YOUR OBJECTIVE =>
Set down, please, exactly the lines below that run from the line with "and nulls alike." to the line with "use std::time::Duration;", both lines included.

Stored items:

------------

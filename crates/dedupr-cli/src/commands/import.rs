//! Import command - load a delimited file into a dataset snapshot.

use std::path::PathBuf;

use colored::Colorize;
use dedupr::dataset::LoaderConfig;
use dedupr::suggestion::SuggestionService;
use dedupr::{ClassifierRegistry, DatasetLoader, DatasetType, DeduprError};

use super::{CommandResult, build_provider, save_snapshot};
use crate::cli::LlmProviderChoice;

pub fn run(
    file: PathBuf,
    output: Option<PathBuf>,
    dataset_type: Option<DatasetType>,
    llm: LlmProviderChoice,
    verbose: bool,
) -> CommandResult {
    if !file.exists() {
        return Err(format!("File not found: {}", file.display()).into());
    }

    println!(
        "{} {}",
        "Importing".cyan().bold(),
        file.display().to_string().white()
    );

    let mut config = LoaderConfig::default();
    if let Some(dataset_type) = dataset_type {
        config = config.with_dataset_type(dataset_type);
    }
    let mut dataset = DatasetLoader::with_config(config).load_file(&file)?;

    println!(
        "Loaded {} rows, {} columns",
        dataset.row_count().to_string().white().bold(),
        dataset.column_count().to_string().white().bold()
    );

    if dataset_type.is_none() {
        let registry = ClassifierRegistry::new();
        let provider = build_provider(&llm, None)?;
        let service = SuggestionService::new(&registry, provider.as_ref());

        match service.detect_dataset_type(&dataset) {
            Ok(Some(detected)) => {
                dataset.set_dataset_type(detected)?;
                println!("Detected dataset type: {}", detected.to_string().green());
            }
            Ok(None) => println!(
                "{} Could not detect the dataset type; pass --dataset-type later.",
                "Note:".yellow().bold()
            ),
            Err(DeduprError::TokenLimitExceeded { token_count, limit }) => println!(
                "{} Dataset too large to detect its type (Token count: {}, Limit: {}).",
                "Note:".yellow().bold(),
                token_count,
                limit
            ),
            Err(e) => return Err(e.into()),
        }
    }

    if verbose {
        println!();
        println!("{}", "Columns:".yellow().bold());
        for column in dataset.columns() {
            println!("  {:30} {}", column.id, column.label);
        }
        println!();
    }

    let output_path = output.unwrap_or_else(|| {
        let stem = file.file_stem().unwrap_or_default().to_string_lossy();
        file.with_file_name(format!("{}.dedupr.json", stem))
    });
    save_snapshot(&dataset, &output_path)
}
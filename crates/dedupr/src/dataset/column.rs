//! Column and row types of the column-oriented dataset model.

use indexmap::IndexMap;
use serde::{Deserialize, Serialize};

use crate::classifier::ClassifierId;

/// A single column: metadata plus row-aligned values.
#[derive(Debug, Clone, PartialEq, Serialize, Deserialize)]
pub struct Column {
    /// Identifier, unique within the dataset.
    pub id: String,
    /// Display label.
    pub label: String,
    /// Semantic classification, once assigned.
    #[serde(default)]
    pub classification: Option<ClassifierId>,
    /// Values aligned by row index; `None` is a missing value.
    #[serde(rename = "data")]
    pub values: Vec<Option<String>>,
}

impl Column {
    /// Create an unclassified column.
    pub fn new(id: impl Into<String>, label: impl Into<String>, values: Vec<Option<String>>) -> Self {
        Self {
            id: id.into(),
            label: label.into(),
            classification: None,
            values,
        }
    }

    /// Set the classification.
    pub fn with_classification(mut self, classification: ClassifierId) -> Self {
        self.classification = Some(classification);
        self
    }

    /// Value-less definition of this column.
    pub fn def(&self) -> ColumnDef {
        ColumnDef {
            id: self.id.clone(),
            label: self.label.clone(),
            classification: self.classification,
        }
    }

    /// First `limit` non-blank values, used as samples for suggestions.
    pub fn sample(&self, limit: usize) -> Vec<&str> {
        self.values
            .iter()
            .flatten()
            .map(String::as_str)
            .filter(|v| !v.trim().is_empty())
            .take(limit)
            .collect()
    }
}

/// A column definition without values.
#[derive(Debug, Clone, PartialEq, Eq, Serialize, Deserialize)]
pub struct ColumnDef {
    pub id: String,
    pub label: String,
    #[serde(default)]
    pub classification: Option<ClassifierId>,
}

/// Row view over a dataset, keyed by column id in column order.
#[derive(Debug, Clone, PartialEq, Serialize, Deserialize)]
pub struct Row {
    /// Stable row identity.
    pub id: String,
    /// Cell values by column id.
    #[serde(rename = "data")]
    pub values: IndexMap<String, Option<String>>,
}

impl Row {
    /// Value of a column, treating missing cells and nulls alike.
    pub fn get(&self, column_id: &str) -> Option<&str> {
        self.values.get(column_id).and_then(|v| v.as_deref())
    }
}
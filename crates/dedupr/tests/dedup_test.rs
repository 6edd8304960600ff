//! Integration tests for deduplication planning, matching and resolution.

use std::time::Duration;

use dedupr::classifier::{ClassifierId, ClassifierRegistry, DatasetType};
use dedupr::dataset::{Column, Dataset, Row};
use dedupr::dedup::{
    CancellationToken, DedupConfig, DeduplicationPlanner, DeduplicationRequest, Deduplicator,
    ExactBlockMatcher, MatchCluster, MatchSpec, PlannerConfig, RecordMatcher, Tier,
    TierPreference,
};
use dedupr::{DeduprError, MatcherError, PlanningFailure};

/// Matcher that ignores its input and returns fixed clusters.
struct StubMatcher {
    clusters: Vec<MatchCluster>,
}

impl RecordMatcher for StubMatcher {
    fn name(&self) -> &str {
        "stub"
    }

    fn match_records(
        &self,
        _rows: &[Row],
        _spec: &MatchSpec,
        cancel: &CancellationToken,
    ) -> Result<Vec<MatchCluster>, MatcherError> {
        cancel.check()?;
        Ok(self.clusters.clone())
    }
}

/// Matcher that sleeps past any short deadline.
struct SlowMatcher;

impl RecordMatcher for SlowMatcher {
    fn name(&self) -> &str {
        "slow"
    }

    fn match_records(
        &self,
        _rows: &[Row],
        _spec: &MatchSpec,
        _cancel: &CancellationToken,
    ) -> Result<Vec<MatchCluster>, MatcherError> {
        std::thread::sleep(Duration::from_millis(50));
        Ok(Vec::new())
    }
}

fn text(items: &[&str]) -> Vec<Option<String>> {
    items.iter().map(|v| Some(v.to_string())).collect()
}

fn people() -> Dataset {
    Dataset::new(
        vec![
            Column::new("email", "Email", text(&["ada@x.org", "ada@x.org", "alan@y.org"]))
                .with_classification(ClassifierId::PersonEmail),
            Column::new("first_name", "First Name", text(&["Ada", "Ada", "Alan"]))
                .with_classification(ClassifierId::PersonFirstName),
            Column::new("last_name", "Last Name", text(&["Lovelace", "Byron", "Turing"]))
                .with_classification(ClassifierId::PersonLastName),
            Column::new("notes", "Notes", text(&["a", "b", "c"])),
        ],
        vec!["row1".into(), "row2".into(), "row3".into()],
    )
    .expect("valid dataset")
}

fn all_columns() -> Vec<String> {
    vec!["email".into(), "first_name".into(), "last_name".into()]
}

#[test]
fn test_email_duplicates_with_stub_matcher() {
    let registry = ClassifierRegistry::new();
    let dedup = Deduplicator::new(&registry);
    let matcher = StubMatcher {
        clusters: vec![MatchCluster::new(["row2", "row1"])],
    };
    let request = DeduplicationRequest::new(all_columns(), DatasetType::Person);

    let response = dedup
        .deduplicate(&people(), &request, &matcher, &CancellationToken::new())
        .unwrap();

    assert_eq!(response.tier, Some(Tier::Deterministic));
    assert_eq!(response.error_code, None);
    assert_eq!(response.original_count, 3);
    assert_eq!(response.deduplicated_count, 2);
    assert_eq!(response.mapping.len(), 1);
    assert_eq!(response.mapping.canonical("row2"), "row1");
    assert!(!response.mapping.is_duplicate("row1"));
}

#[test]
fn test_planner_selects_deterministic_email_rule() {
    let registry = ClassifierRegistry::new();
    let planner = DeduplicationPlanner::new(&registry);

    let spec = planner
        .plan(&people().column_defs(), &all_columns(), DatasetType::Person)
        .unwrap();

    assert_eq!(spec.tier, Tier::Deterministic);
    assert!(spec.rule_names().contains(&"exact_email"));
    assert!(spec.render_predicates().contains(&"l.email = r.email".to_string()));
}

#[test]
fn test_exact_block_matcher_end_to_end() {
    let registry = ClassifierRegistry::new();
    let dedup = Deduplicator::new(&registry);
    let request = DeduplicationRequest::new(vec!["email".into()], DatasetType::Person);

    let response = dedup
        .deduplicate(&people(), &request, &ExactBlockMatcher::new(), &CancellationToken::new())
        .unwrap();

    assert_eq!(response.deduplicated_count, 2);
    assert_eq!(response.mapping.canonical("row2"), "row1");
    assert_eq!(response.mapping.canonical("row3"), "row3");
}

#[test]
fn test_unclassified_selection_reports_failure() {
    let registry = ClassifierRegistry::new();
    let dedup = Deduplicator::new(&registry);
    let matcher = StubMatcher { clusters: vec![] };
    let request = DeduplicationRequest::new(vec!["notes".into()], DatasetType::Person);

    let response = dedup
        .deduplicate(&people(), &request, &matcher, &CancellationToken::new())
        .unwrap();

    assert_eq!(response.error_code, Some(PlanningFailure::NoClassifiedColumns));
    assert_eq!(response.original_count, 3);
    assert_eq!(response.deduplicated_count, 0);
    assert!(response.mapping.is_empty());
    assert_eq!(response.tier, None);
}

#[test]
fn test_wrong_dataset_type_is_unclassified() {
    let registry = ClassifierRegistry::new();
    let dedup = Deduplicator::new(&registry);
    let matcher = StubMatcher { clusters: vec![] };
    let request = DeduplicationRequest::new(all_columns(), DatasetType::Company);

    let response = dedup
        .deduplicate(&people(), &request, &matcher, &CancellationToken::new())
        .unwrap();

    assert_eq!(response.error_code, Some(PlanningFailure::NoClassifiedColumns));
}

#[test]
fn test_forced_probabilistic_tier() {
    let registry = ClassifierRegistry::new();
    let config = DedupConfig::default().with_planner(
        PlannerConfig::default().with_tier_preference(TierPreference::Probabilistic),
    );
    let dedup = Deduplicator::with_config(&registry, config);
    let matcher = StubMatcher {
        clusters: vec![MatchCluster::new(["row1", "row2"])],
    };
    let request = DeduplicationRequest::new(all_columns(), DatasetType::Person);

    let response = dedup
        .deduplicate(&people(), &request, &matcher, &CancellationToken::new())
        .unwrap();
    assert_eq!(response.tier, Some(Tier::Probabilistic));
    assert_eq!(response.duplicate_count(), 1);
}

#[test]
fn test_cancelled_token_aborts() {
    let registry = ClassifierRegistry::new();
    let dedup = Deduplicator::new(&registry);
    let matcher = StubMatcher {
        clusters: vec![MatchCluster::new(["row1", "row2"])],
    };
    let request = DeduplicationRequest::new(all_columns(), DatasetType::Person);
    let cancel = CancellationToken::new();
    cancel.cancel();

    let err = dedup
        .deduplicate(&people(), &request, &matcher, &cancel)
        .unwrap_err();
    assert!(matches!(err, DeduprError::Matcher(MatcherError::Cancelled)));
}

#[test]
fn test_deadline_expiry_times_out() {
    let registry = ClassifierRegistry::new();
    let config = DedupConfig::default().with_timeout(Duration::from_millis(5));
    let dedup = Deduplicator::with_config(&registry, config);
    let request = DeduplicationRequest::new(all_columns(), DatasetType::Person);
    let cancel = dedup.cancellation_token();

    let err = dedup
        .deduplicate(&people(), &request, &SlowMatcher, &cancel)
        .unwrap_err();
    assert!(matches!(
        err,
        DeduprError::Matcher(MatcherError::TimedOut { .. })
    ));
}

#[test]
fn test_matcher_unknown_rows_are_ignored() {
    let registry = ClassifierRegistry::new();
    let dedup = Deduplicator::new(&registry);
    let matcher = StubMatcher {
        clusters: vec![MatchCluster::new(["row3", "ghost"])],
    };
    let request = DeduplicationRequest::new(all_columns(), DatasetType::Person);

    let response = dedup
        .deduplicate(&people(), &request, &matcher, &CancellationToken::new())
        .unwrap();
    assert!(response.mapping.is_empty());
    assert_eq!(response.reason, "No duplicates found");
}
//! Comparator specifications handed to the record matcher.

use serde::{Deserialize, Serialize};

/// How two values of a classified column should be compared.
#[derive(Debug, Clone, Copy, PartialEq, Eq, Hash, Serialize, Deserialize)]
#[serde(rename_all = "snake_case")]
pub enum ComparatorKind {
    /// Fuzzy personal or organization name comparison
    /// (exact, then Jaro-Winkler / edit-distance levels).
    Name,
    /// Email comparison with a separate level for matching usernames.
    Email,
    /// Exact match weighted by how common the value is.
    ExactTermFrequency,
    /// Compare web addresses by full value, then by registered domain.
    Url,
    /// Plain exact match.
    Exact,
}

impl ComparatorKind {
    /// Short human-readable description.
    pub fn description(&self) -> &'static str {
        match self {
            ComparatorKind::Name => "fuzzy name comparison",
            ComparatorKind::Email => "email comparison",
            ComparatorKind::ExactTermFrequency => "exact match with frequency weighting",
            ComparatorKind::Url => "url comparison by address and domain",
            ComparatorKind::Exact => "exact match",
        }
    }

    /// Whether matching values should be weighted by their frequency.
    pub fn term_frequency_adjustments(&self) -> bool {
        matches!(self, ComparatorKind::ExactTermFrequency)
    }
}

/// A comparator bound to a concrete column.
#[derive(Debug, Clone, PartialEq, Eq, Serialize, Deserialize)]
pub struct ComparatorSpec {
    /// Column the comparator reads.
    pub column_id: String,
    /// Comparison strategy.
    pub kind: ComparatorKind,
    /// Weight agreements by value frequency.
    pub term_frequency_adjustments: bool,
}

impl ComparatorSpec {
    /// Bind a comparator kind to a column.
    pub fn new(column_id: impl Into<String>, kind: ComparatorKind) -> Self {
        Self {
            column_id: column_id.into(),
            kind,
            term_frequency_adjustments: kind.term_frequency_adjustments(),
        }
    }
}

------------

OUTPUT OF THE EXERCISE =>
    /// Value of a column, treating missing cells and nulls alike.
    pub fn get(&self, column_id: &str) -> Option<&str> {
        self.values.get(column_id).and_then(|v| v.as_deref())
    }
}
filename crates/dedupr/tests/dedup_test.rs
repository 6edd8304960600ff
//! Integration tests for deduplication planning, matching and resolution.

use std::time::Duration;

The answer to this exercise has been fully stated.